▶ _Task requirements_
Whenever a line in the records below holds the string "AlarmMonitor", copy it out.

▶ _Given data_
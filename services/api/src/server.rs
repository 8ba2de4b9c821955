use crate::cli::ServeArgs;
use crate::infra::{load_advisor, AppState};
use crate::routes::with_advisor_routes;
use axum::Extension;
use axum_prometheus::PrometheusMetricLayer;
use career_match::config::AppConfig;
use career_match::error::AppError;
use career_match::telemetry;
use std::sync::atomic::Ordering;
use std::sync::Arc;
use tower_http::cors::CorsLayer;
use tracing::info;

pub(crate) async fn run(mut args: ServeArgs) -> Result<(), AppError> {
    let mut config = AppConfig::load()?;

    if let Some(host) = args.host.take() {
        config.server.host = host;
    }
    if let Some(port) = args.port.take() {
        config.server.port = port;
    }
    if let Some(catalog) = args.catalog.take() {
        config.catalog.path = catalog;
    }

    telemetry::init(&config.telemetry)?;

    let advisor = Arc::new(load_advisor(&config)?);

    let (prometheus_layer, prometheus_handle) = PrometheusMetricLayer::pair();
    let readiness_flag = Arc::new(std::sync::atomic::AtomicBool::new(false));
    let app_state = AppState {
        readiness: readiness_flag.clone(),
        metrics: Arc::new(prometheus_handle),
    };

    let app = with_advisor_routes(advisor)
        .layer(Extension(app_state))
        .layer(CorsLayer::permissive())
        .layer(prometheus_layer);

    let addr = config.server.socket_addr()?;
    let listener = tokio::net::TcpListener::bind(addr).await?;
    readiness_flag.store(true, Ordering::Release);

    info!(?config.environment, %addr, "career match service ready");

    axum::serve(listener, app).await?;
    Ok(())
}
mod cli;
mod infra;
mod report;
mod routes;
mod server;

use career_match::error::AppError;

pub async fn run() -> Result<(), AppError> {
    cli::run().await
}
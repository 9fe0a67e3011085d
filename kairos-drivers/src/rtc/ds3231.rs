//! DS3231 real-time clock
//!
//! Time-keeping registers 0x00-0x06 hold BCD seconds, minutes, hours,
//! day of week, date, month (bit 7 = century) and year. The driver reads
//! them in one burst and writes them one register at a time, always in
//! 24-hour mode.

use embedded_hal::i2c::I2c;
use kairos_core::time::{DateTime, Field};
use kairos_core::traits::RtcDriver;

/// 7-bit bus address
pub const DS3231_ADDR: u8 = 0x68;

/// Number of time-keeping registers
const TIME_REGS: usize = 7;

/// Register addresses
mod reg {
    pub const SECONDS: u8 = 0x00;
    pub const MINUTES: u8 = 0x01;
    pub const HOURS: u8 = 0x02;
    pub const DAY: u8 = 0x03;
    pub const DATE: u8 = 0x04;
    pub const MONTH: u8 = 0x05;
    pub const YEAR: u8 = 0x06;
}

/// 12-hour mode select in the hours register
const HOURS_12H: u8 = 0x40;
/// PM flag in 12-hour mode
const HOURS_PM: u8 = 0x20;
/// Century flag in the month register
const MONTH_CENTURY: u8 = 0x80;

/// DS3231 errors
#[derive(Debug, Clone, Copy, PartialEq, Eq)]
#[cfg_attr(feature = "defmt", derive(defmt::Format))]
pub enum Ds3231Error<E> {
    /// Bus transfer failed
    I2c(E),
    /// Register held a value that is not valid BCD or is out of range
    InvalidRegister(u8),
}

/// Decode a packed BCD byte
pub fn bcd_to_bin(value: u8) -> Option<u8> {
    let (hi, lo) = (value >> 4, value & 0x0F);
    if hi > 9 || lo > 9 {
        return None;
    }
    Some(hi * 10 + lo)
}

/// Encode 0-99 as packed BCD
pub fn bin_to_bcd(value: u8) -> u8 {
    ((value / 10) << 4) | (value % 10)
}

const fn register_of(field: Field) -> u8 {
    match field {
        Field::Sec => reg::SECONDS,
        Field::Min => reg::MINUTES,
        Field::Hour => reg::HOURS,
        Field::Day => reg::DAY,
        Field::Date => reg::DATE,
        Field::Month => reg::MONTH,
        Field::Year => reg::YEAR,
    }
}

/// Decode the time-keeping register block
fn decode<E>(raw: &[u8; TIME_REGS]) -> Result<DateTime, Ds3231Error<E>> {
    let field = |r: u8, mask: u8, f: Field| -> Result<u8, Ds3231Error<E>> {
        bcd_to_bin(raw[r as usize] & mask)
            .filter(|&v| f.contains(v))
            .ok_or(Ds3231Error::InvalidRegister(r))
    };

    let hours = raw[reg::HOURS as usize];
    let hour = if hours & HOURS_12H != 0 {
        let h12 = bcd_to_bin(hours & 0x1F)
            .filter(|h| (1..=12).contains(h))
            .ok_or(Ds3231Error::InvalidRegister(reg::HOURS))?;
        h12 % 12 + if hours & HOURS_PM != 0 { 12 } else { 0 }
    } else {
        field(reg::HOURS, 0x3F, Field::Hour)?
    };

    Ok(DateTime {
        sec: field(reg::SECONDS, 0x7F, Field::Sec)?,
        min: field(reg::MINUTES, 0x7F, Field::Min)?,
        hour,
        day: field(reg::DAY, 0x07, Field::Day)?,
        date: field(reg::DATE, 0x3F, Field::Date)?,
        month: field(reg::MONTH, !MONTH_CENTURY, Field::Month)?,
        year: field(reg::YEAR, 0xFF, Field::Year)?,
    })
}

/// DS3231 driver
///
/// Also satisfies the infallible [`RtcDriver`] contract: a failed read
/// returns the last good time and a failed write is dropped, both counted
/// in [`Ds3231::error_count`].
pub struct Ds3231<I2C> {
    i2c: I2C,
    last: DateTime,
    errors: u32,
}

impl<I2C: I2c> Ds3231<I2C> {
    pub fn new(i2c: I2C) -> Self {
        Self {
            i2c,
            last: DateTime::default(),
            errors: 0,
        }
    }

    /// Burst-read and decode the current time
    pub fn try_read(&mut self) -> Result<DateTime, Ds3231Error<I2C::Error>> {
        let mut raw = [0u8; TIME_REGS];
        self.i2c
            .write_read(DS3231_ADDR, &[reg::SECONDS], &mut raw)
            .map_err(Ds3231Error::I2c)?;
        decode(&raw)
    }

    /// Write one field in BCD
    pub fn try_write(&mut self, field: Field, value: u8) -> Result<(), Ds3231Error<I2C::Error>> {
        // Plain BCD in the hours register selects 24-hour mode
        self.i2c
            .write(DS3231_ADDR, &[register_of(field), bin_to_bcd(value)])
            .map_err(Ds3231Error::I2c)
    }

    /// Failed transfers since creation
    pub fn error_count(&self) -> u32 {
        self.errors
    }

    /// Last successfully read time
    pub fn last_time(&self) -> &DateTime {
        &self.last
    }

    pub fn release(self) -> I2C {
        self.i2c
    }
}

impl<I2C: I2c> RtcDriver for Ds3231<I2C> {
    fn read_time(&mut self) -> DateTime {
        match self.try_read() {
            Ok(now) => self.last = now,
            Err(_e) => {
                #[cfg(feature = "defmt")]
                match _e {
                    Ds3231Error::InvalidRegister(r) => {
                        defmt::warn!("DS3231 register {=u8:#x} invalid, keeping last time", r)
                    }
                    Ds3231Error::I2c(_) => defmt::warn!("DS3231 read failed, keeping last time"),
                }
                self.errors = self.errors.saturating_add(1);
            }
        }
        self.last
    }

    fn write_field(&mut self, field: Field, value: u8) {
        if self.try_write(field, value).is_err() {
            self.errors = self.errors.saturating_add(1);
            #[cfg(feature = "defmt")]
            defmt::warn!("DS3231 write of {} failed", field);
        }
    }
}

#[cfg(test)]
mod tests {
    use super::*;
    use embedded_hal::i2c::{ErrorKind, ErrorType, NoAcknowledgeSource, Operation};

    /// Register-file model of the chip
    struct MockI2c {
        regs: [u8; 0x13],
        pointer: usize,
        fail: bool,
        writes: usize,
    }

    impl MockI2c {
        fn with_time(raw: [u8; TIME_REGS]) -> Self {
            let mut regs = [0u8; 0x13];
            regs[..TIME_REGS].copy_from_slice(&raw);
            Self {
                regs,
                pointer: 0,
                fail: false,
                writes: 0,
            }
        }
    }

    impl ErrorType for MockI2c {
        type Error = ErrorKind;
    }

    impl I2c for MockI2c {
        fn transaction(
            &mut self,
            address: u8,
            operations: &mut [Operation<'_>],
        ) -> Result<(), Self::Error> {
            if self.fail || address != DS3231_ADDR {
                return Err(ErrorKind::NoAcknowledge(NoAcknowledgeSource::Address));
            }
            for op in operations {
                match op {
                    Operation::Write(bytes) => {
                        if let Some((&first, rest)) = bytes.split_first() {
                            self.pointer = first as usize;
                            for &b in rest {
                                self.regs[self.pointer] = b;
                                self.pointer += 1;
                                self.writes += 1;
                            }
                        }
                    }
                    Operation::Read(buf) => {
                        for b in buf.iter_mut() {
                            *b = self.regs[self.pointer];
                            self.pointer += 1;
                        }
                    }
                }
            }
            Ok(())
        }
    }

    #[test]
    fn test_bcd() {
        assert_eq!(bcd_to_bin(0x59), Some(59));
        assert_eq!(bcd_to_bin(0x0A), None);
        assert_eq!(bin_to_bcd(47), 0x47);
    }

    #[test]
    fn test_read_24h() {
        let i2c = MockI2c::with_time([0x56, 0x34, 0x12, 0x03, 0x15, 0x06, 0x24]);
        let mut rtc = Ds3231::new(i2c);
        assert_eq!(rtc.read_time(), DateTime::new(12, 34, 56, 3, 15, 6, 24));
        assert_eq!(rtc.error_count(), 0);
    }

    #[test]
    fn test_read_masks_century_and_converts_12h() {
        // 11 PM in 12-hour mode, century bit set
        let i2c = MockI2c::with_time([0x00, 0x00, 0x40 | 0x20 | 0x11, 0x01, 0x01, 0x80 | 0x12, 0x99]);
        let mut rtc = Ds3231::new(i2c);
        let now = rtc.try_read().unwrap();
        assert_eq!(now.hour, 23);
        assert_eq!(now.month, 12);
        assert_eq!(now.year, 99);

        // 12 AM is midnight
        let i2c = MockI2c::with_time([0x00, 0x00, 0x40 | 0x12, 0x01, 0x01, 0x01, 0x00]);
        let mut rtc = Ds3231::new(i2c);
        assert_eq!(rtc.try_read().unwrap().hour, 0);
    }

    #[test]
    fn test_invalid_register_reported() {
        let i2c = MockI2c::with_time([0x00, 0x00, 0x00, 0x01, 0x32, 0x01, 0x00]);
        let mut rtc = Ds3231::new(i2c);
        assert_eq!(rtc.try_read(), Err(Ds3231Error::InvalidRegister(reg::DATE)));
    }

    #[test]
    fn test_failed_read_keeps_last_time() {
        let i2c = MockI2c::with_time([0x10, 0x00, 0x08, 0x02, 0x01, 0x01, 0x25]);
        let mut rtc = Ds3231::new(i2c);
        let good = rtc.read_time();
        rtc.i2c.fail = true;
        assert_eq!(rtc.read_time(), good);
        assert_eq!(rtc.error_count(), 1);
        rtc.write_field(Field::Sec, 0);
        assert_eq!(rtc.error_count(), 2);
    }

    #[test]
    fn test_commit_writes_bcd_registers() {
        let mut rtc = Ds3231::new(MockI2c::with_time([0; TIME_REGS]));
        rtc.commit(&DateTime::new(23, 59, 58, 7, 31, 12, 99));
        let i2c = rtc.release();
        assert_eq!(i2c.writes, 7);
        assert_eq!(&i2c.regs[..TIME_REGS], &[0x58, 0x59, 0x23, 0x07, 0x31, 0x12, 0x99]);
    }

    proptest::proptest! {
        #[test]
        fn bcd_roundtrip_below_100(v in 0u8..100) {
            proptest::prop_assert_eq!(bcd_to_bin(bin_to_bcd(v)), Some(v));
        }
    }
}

==

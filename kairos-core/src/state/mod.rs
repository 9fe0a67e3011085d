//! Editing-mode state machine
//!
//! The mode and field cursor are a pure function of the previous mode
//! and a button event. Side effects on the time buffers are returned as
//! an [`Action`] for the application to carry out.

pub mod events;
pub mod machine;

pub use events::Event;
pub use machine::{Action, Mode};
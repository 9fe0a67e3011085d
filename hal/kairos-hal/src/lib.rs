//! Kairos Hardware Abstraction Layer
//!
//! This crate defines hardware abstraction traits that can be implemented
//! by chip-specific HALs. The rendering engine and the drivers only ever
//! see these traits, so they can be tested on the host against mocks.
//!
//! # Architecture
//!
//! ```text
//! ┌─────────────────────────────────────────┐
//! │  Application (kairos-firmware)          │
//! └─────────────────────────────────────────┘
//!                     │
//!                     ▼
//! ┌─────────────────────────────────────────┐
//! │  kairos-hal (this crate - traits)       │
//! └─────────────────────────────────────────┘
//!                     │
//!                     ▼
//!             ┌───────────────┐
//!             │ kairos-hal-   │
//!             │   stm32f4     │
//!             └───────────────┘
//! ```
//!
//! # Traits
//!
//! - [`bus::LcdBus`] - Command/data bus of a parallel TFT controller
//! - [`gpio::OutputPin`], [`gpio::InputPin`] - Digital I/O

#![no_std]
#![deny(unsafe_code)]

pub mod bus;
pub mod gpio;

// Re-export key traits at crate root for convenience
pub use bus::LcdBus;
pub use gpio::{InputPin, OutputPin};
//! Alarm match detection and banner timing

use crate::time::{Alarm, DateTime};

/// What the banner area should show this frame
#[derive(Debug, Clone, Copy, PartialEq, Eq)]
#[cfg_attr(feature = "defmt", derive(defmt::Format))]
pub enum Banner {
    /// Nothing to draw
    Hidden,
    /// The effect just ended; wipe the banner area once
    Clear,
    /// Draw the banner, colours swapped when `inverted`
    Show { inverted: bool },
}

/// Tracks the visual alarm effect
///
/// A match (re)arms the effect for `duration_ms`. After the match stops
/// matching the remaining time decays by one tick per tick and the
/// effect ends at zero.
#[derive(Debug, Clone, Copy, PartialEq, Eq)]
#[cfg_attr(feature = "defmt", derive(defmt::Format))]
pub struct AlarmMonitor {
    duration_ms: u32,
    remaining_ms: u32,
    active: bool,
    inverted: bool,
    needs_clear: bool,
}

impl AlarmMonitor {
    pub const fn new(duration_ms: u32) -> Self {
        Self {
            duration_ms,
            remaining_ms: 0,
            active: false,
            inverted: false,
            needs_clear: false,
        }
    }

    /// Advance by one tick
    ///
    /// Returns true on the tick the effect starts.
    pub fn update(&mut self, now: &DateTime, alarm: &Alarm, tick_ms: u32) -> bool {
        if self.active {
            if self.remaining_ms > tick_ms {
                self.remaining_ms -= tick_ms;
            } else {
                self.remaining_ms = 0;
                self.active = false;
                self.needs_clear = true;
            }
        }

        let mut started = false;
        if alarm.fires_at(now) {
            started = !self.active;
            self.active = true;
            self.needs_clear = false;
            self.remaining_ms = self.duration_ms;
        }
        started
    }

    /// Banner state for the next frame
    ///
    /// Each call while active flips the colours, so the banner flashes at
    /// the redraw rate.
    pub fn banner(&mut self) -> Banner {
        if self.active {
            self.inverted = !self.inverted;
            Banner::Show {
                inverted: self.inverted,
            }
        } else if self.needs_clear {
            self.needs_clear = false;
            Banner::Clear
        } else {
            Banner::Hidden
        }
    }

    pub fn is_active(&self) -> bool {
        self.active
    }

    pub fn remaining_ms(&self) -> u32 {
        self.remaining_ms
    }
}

▶ _Result_
pub struct AlarmMonitor {
impl AlarmMonitor {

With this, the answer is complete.